# TASK INSTRUCTIONS
Within the records below, filter for lines carrying the word "metric" and copy them.

Start of SUPPLIED MATERIAL

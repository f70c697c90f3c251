//! Wire models for the Lacework API
//!
//! Response envelopes live here; each resource family has its own module.

pub mod agent_access_token;
pub mod alert_channel;
pub mod alert_rule;
pub mod cloud_account;
pub mod component_data;
pub mod container_registry;
pub mod feature_flag;
pub mod integration;
pub mod metric;
pub mod recipients;
pub mod resource_group;
pub mod team_member;
pub mod user_profile;

use serde::{Deserialize, Serialize};

pub use agent_access_token::{AgentAccessToken, AgentAccessTokenProps, AgentAccessTokenRequest};
pub use alert_channel::{AlertChannel, AlertChannelData};
pub use alert_rule::{AlertRule, AlertRuleFilter, AlertSeverity};
pub use cloud_account::{CloudAccount, CloudAccountData};
pub use component_data::UrlType;
pub use container_registry::{ContainerRegistry, ContainerRegistryData};
pub use feature_flag::FeatureFlags;
pub use integration::{
    EpochMillis, Integration, IntegrationCommon, IntegrationPayload, IntegrationState, ServerToken,
};
pub use metric::MetricEvent;
pub use recipients::Recipients;
pub use resource_group::{ResourceGroup, RgChild, RgExpression, RgFilter, RgQuery};
pub use team_member::{TeamMember, TeamMemberProps};
pub use user_profile::{UserAccount, UserProfile};

/// Single item envelope: `{"data": ...}`.
///
/// v1 endpoints add `ok` and `message`; both are optional here.
#[derive(Debug, Clone, PartialEq, Serialize, Deserialize)]
pub struct Response<T> {
    pub data: T,
    #[serde(default, skip_serializing_if = "Option::is_none")]
    pub ok: Option<bool>,
    #[serde(default, skip_serializing_if = "Option::is_none")]
    pub message: Option<String>,
}

/// Collection envelope: `{"data": [...]}`; a missing or null list is empty
#[derive(Debug, Clone, PartialEq, Serialize, Deserialize)]
#[serde(bound(deserialize = "T: Deserialize<'de>"))]
pub struct ListResponse<T> {
    #[serde(default = "Vec::new", deserialize_with = "null_as_empty")]
    pub data: Vec<T>,
}

fn null_as_empty<'de, D, T>(deserializer: D) -> std::result::Result<Vec<T>, D::Error>
where
    D: serde::Deserializer<'de>,
    T: Deserialize<'de>,
{
    Option::<Vec<T>>::deserialize(deserializer).map(Option::unwrap_or_default)
}

#[cfg(test)]
mod tests {
    use super::*;

    #[test]
    fn test_v1_envelope() {
        let response: Response<Vec<String>> =
            serde_json::from_str(r#"{"data": ["a"], "ok": true, "message": "SUCCESS"}"#).unwrap();
        assert_eq!(response.data, vec!["a"]);
        assert_eq!(response.ok, Some(true));
        assert_eq!(response.message.as_deref(), Some("SUCCESS"));
    }

    #[test]
    fn test_null_list_is_empty() {
        let response: ListResponse<String> = serde_json::from_str(r#"{"data": null}"#).unwrap();
        assert!(response.data.is_empty());
        let response: ListResponse<String> = serde_json::from_str("{}").unwrap();
        assert!(response.data.is_empty());
    }
}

End of SUPPLIED MATERIAL

# RESPONSE BOX
pub mod metric;
pub use metric::MetricEvent;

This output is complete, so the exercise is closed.